On a cool morning in the winter of 2011, Dennis Cronin parked his truck by the side of a dirt logging road, laced up his spike-soled caulk boots, put on his red cargo vest and orange hard hat, and stepped into the trees.
He had a job to do: walk a stand of old-growth forest and flag it for clearcutting.
In many ways, this patch of forest was unremarkable. Cronin had spent four decades traipsing through tens of thousands of similar hectares of lush British Columbia rainforest, and had stood under hundreds of giant, ancient trees. Over his career in the Canadian logging industry, he had seen the seemingly inexhaustible resource of big timber continue to dwindle, and the unbroken evergreen that once covered Vancouver Island reduced to rare and isolated groves.

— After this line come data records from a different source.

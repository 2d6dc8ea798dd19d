//! Batch adapter: coalesces individually submitted items into size- or
//! time-bounded batches.
//!
//! Callers submit one item at a time through [`BatchDispatcher::add`] and
//! await their own output; the dispatcher buffers items, flushes a full
//! batch immediately or a partial one after `max_batch_delay_ms`, runs the
//! caller-supplied batch function through an internally owned
//! [`TaskEngine`], and demultiplexes the outputs back to each caller.
//!
//! Failure granularity is the whole batch: one batch-mate's error rejects
//! every caller in that batch. This is a documented limitation, not a bug —
//! batch APIs rarely report which item sank the call.

use crate::config::BatchConfig;
use crate::engine::TaskEngine;
use crate::error::{BatchError, EngineError, EngineResult, WorkerError};
use crate::task::Task;
use futures::future::BoxFuture;
use std::future::Future;
use std::sync::Arc;
use tokio::sync::{Mutex, oneshot};
use tokio::task::JoinHandle;
use tokio::time::sleep;

type BatchFn<I, O> =
    Arc<dyn Fn(Vec<I>) -> BoxFuture<'static, Result<Vec<O>, WorkerError>> + Send + Sync>;

type Waiter<O> = oneshot::Sender<Result<O, BatchError>>;

/// Items buffered for the next flush, with one waiter per item.
struct PendingBatch<I, O> {
    items: Vec<I>,
    waiters: Vec<Waiter<O>>,
    timer: Option<JoinHandle<()>>,
}

impl<I, O> PendingBatch<I, O> {
    fn empty() -> Self {
        Self {
            items: Vec::new(),
            waiters: Vec::new(),
            timer: None,
        }
    }

    /// Swap out the buffered batch so new submissions start fresh,
    /// cancelling the delay timer armed for it.
    fn take(&mut self) -> Option<(Vec<I>, Vec<Waiter<O>>)> {
        if let Some(timer) = self.timer.take() {
            timer.abort();
        }
        if self.items.is_empty() {
            return None;
        }
        let items = std::mem::take(&mut self.items);
        let waiters = std::mem::take(&mut self.waiters);
        Some((items, waiters))
    }
}

/// Coalescing adapter in front of a batch-shaped upstream call.
///
/// The batch function's contract is positional: `outputs[i]` must correspond
/// to `inputs[i]` within one call. The dispatcher enforces the length half
/// of that contract ([`BatchError::OutputMismatch`]) and trusts the order
/// half.
///
/// # Examples
///
/// ```rust,no_run
/// use flowsmith::batch::BatchDispatcher;
/// use flowsmith::config::BatchConfig;
/// use flowsmith::error::WorkerError;
///
/// # async fn example() -> Result<(), Box<dyn std::error::Error>> {
/// let dispatcher = BatchDispatcher::new(BatchConfig::default(), |texts: Vec<String>| async move {
///     // One embedding call for the whole batch.
///     Ok::<_, WorkerError>(texts.iter().map(|t| vec![t.len() as f32]).collect())
/// })?;
///
/// let embedding = dispatcher.add("hello".to_string()).await?;
/// assert_eq!(embedding, vec![5.0]);
/// # Ok(())
/// # }
/// ```
pub struct BatchDispatcher<I, O> {
    config: BatchConfig,
    engine: Arc<TaskEngine<Vec<I>>>,
    batch_fn: BatchFn<I, O>,
    pending: Arc<Mutex<PendingBatch<I, O>>>,
}

impl<I, O> BatchDispatcher<I, O>
where
    I: Clone + Send + 'static,
    O: Send + 'static,
{
    /// Create a dispatcher around a batch function.
    ///
    /// Batch calls run through an internal [`TaskEngine`], so several
    /// batches may be in flight at once up to that engine's concurrency and
    /// rate caps, and transient batch failures get the engine's retry
    /// policy.
    pub fn new<W, F>(config: BatchConfig, batch_fn: W) -> EngineResult<Self>
    where
        W: Fn(Vec<I>) -> F + Send + Sync + 'static,
        F: Future<Output = Result<Vec<O>, WorkerError>> + Send + 'static,
    {
        if let Err(errors) = config.validate() {
            return Err(EngineError::config(errors.join("; ")));
        }

        let engine = Arc::new(TaskEngine::new(config.engine.clone())?);
        let batch_fn: BatchFn<I, O> = Arc::new(move |items| Box::pin(batch_fn(items)));

        Ok(Self {
            config,
            engine,
            batch_fn,
            pending: Arc::new(Mutex::new(PendingBatch::empty())),
        })
    }

    /// Submit one item and await its output from whichever batch it lands
    /// in.
    ///
    /// Flushes immediately once `max_batch_size` items are buffered;
    /// otherwise the first buffered item arms the delay timer and the batch
    /// flushes when it expires, whatever its size.
    pub async fn add(&self, item: I) -> Result<O, BatchError> {
        if self.engine.is_shut_down() {
            return Err(BatchError::Closed);
        }

        let (tx, rx) = oneshot::channel();
        {
            let mut pending = self.pending.lock().await;
            pending.items.push(item);
            pending.waiters.push(tx);

            if pending.items.len() >= self.config.max_batch_size {
                if let Some((items, waiters)) = pending.take() {
                    tracing::debug!("flushing full batch of {}", items.len());
                    self.spawn_flush(items, waiters);
                }
            } else if pending.timer.is_none() {
                pending.timer = Some(self.spawn_timer());
            }
        }

        rx.await.unwrap_or(Err(BatchError::Closed))
    }

    /// Flush whatever is buffered right now, then shut the inner engine
    /// down. Idempotent through the engine's own shutdown.
    pub async fn shutdown(&self) {
        let taken = self.pending.lock().await.take();
        if let Some((items, waiters)) = taken {
            tracing::debug!("flushing partial batch of {} at shutdown", items.len());
            flush(
                Arc::clone(&self.engine),
                Arc::clone(&self.batch_fn),
                items,
                waiters,
            )
            .await;
        }
        self.engine.shutdown().await;
    }

    /// Arm the partial-batch delay timer.
    fn spawn_timer(&self) -> JoinHandle<()> {
        let delay = self.config.max_batch_delay();
        let pending = Arc::clone(&self.pending);
        let engine = Arc::clone(&self.engine);
        let batch_fn = Arc::clone(&self.batch_fn);

        tokio::spawn(async move {
            sleep(delay).await;
            let taken = pending.lock().await.take();
            if let Some((items, waiters)) = taken {
                tracing::debug!("flushing partial batch of {} on delay expiry", items.len());
                flush(engine, batch_fn, items, waiters).await;
            }
        })
    }

    fn spawn_flush(&self, items: Vec<I>, waiters: Vec<Waiter<O>>) {
        let engine = Arc::clone(&self.engine);
        let batch_fn = Arc::clone(&self.batch_fn);
        tokio::spawn(async move {
            flush(engine, batch_fn, items, waiters).await;
        });
    }
}

/// Run one captured batch through the engine and demultiplex the outcome.
async fn flush<I, O>(
    engine: Arc<TaskEngine<Vec<I>>>,
    batch_fn: BatchFn<I, O>,
    items: Vec<I>,
    waiters: Vec<Waiter<O>>,
) where
    I: Clone + Send + 'static,
    O: Send + 'static,
{
    let expected = items.len();
    let call = move |batch: Vec<I>| (batch_fn)(batch);

    let report = match engine.run_one(Task::new(items), call).await {
        Ok(report) => report,
        Err(_) => {
            // Engine shut down between capture and dispatch.
            for waiter in waiters {
                let _ = waiter.send(Err(BatchError::Closed));
            }
            return;
        }
    };

    match report.outcome {
        Ok(outputs) if outputs.len() == expected => {
            for (waiter, output) in waiters.into_iter().zip(outputs) {
                let _ = waiter.send(Ok(output));
            }
        }
        Ok(outputs) => {
            tracing::error!(
                "batch function broke its contract: {} inputs, {} outputs",
                expected,
                outputs.len()
            );
            for waiter in waiters {
                let _ = waiter.send(Err(BatchError::OutputMismatch {
                    expected,
                    actual: outputs.len(),
                }));
            }
        }
        Err(error) => {
            // No partial isolation: one bad batch-mate fails everyone.
            let shared = Arc::new(error);
            for waiter in waiters {
                let _ = waiter.send(Err(BatchError::Failed(Arc::clone(&shared))));
            }
        }
    }
}
impl DocumentPipeline {
    /// Build a pipeline from a validated configuration and its
    /// collaborators. Pass `None` for the summarizer to skip that stage.
    pub fn new(
        config: PipelineConfig,
        extractor: Arc<dyn TextExtractor>,
        chunker: Arc<dyn Chunker>,
        analyzer: Arc<dyn ChunkAnalyzer>,
        embedder: Arc<dyn Embedder>,
        summarizer: Option<Arc<dyn Summarizer>>,
    ) -> EngineResult<Self> {
        let analysis_engine = TaskEngine::new(config.analysis.clone())?;
        let embedding_engine = TaskEngine::new(config.embedding.clone())?;
        let document_engine = TaskEngine::new(config.documents.clone())?;

        Ok(Self {
            inner: Arc::new(PipelineInner {
                config,
                extractor,
                chunker,
                analyzer,
                embedder,
                summarizer,
                analysis_engine,
                embedding_engine,
            }),
            document_engine,
        })
    }

    /// Run one document through every stage.
    ///
    /// Stage failures (extraction, chunking) fail the document; per-chunk
    /// failures are dropped from the aggregate.
    pub async fn process_single_document(
        &self,
        input: DocumentInput,
        options: &ProcessOptions,
    ) -> Result<DocumentReport, WorkerError> {
        self.inner.process_document(input, options).await
    }

    /// Fan a set of documents across the document-level engine.
    ///
    /// Two-level fan-out: documents in parallel, chunks within each
    /// document in parallel. Resolves once every document has a terminal
    /// report; check each report's outcome.
    pub async fn process_documents(
        &self,
        documents: Vec<DocumentInput>,
        options: ProcessOptions,
    ) -> EngineResult<Vec<TaskReport<DocumentReport>>> {
        let worker = self.document_worker(options);
        self.document_engine
            .run_all(documents, worker, RunOptions::default().preserve_order())
            .await
    }

    /// Like [`process_documents`](Self::process_documents), yielding each
    /// document's report as it completes.
    pub async fn process_document_stream(
        &self,
        documents: Vec<DocumentInput>,
        options: ProcessOptions,
    ) -> EngineResult<impl Stream<Item = TaskReport<DocumentReport>> + Send> {
        let worker = self.document_worker(options);
        self.document_engine.run_stream(documents, worker).await
    }

    /// Snapshot of the document-level engine's metrics.
    pub async fn metrics(&self) -> crate::engine::MetricsSnapshot {
        self.document_engine.metrics().await
    }

    /// Shut all three engines down. Idempotent.
    pub async fn shutdown(&self) {
        self.document_engine.shutdown().await;
        self.inner.analysis_engine.shutdown().await;
        self.inner.embedding_engine.shutdown().await;
    }

    fn document_worker(
        &self,
        options: ProcessOptions,
    ) -> impl Fn(DocumentInput) -> futures::future::BoxFuture<'static, Result<DocumentReport, WorkerError>>
    + Send
    + Sync
    + 'static {
        let inner = Arc::clone(&self.inner);
        move |document| {
            let inner = Arc::clone(&inner);
            let options = options.clone();
            Box::pin(async move { inner.process_document(document, &options).await })
        }
    }
}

The cutblock represented a small sliver – around the size of 12 football fields – of the kind of old-growth forest that once spanned the island nearly from tip to tip and coast to coast. But this small patch of trees was a prime example of an endangered ecosystem. Black bears and elk, wolves and cougars passed quietly under its canopy. Red-capped woodpeckers knocked on standing deadwood; squirrels and chipmunks nibbled on cones to extract seeds; and fungi the size of dinner plates protruded from the trunks of some of the largest trees in the world.
As a forest engineer, Cronin’s job involved taking stock of the timber, and producing a map for the fallers to follow. At regular intervals of a couple dozen metres or so, he reached into his vest pocket for a roll of neon orange plastic ribbon and tore off a strip. The colour had to be bright to catch the eye of the fallers who would follow in the weeks or months to come.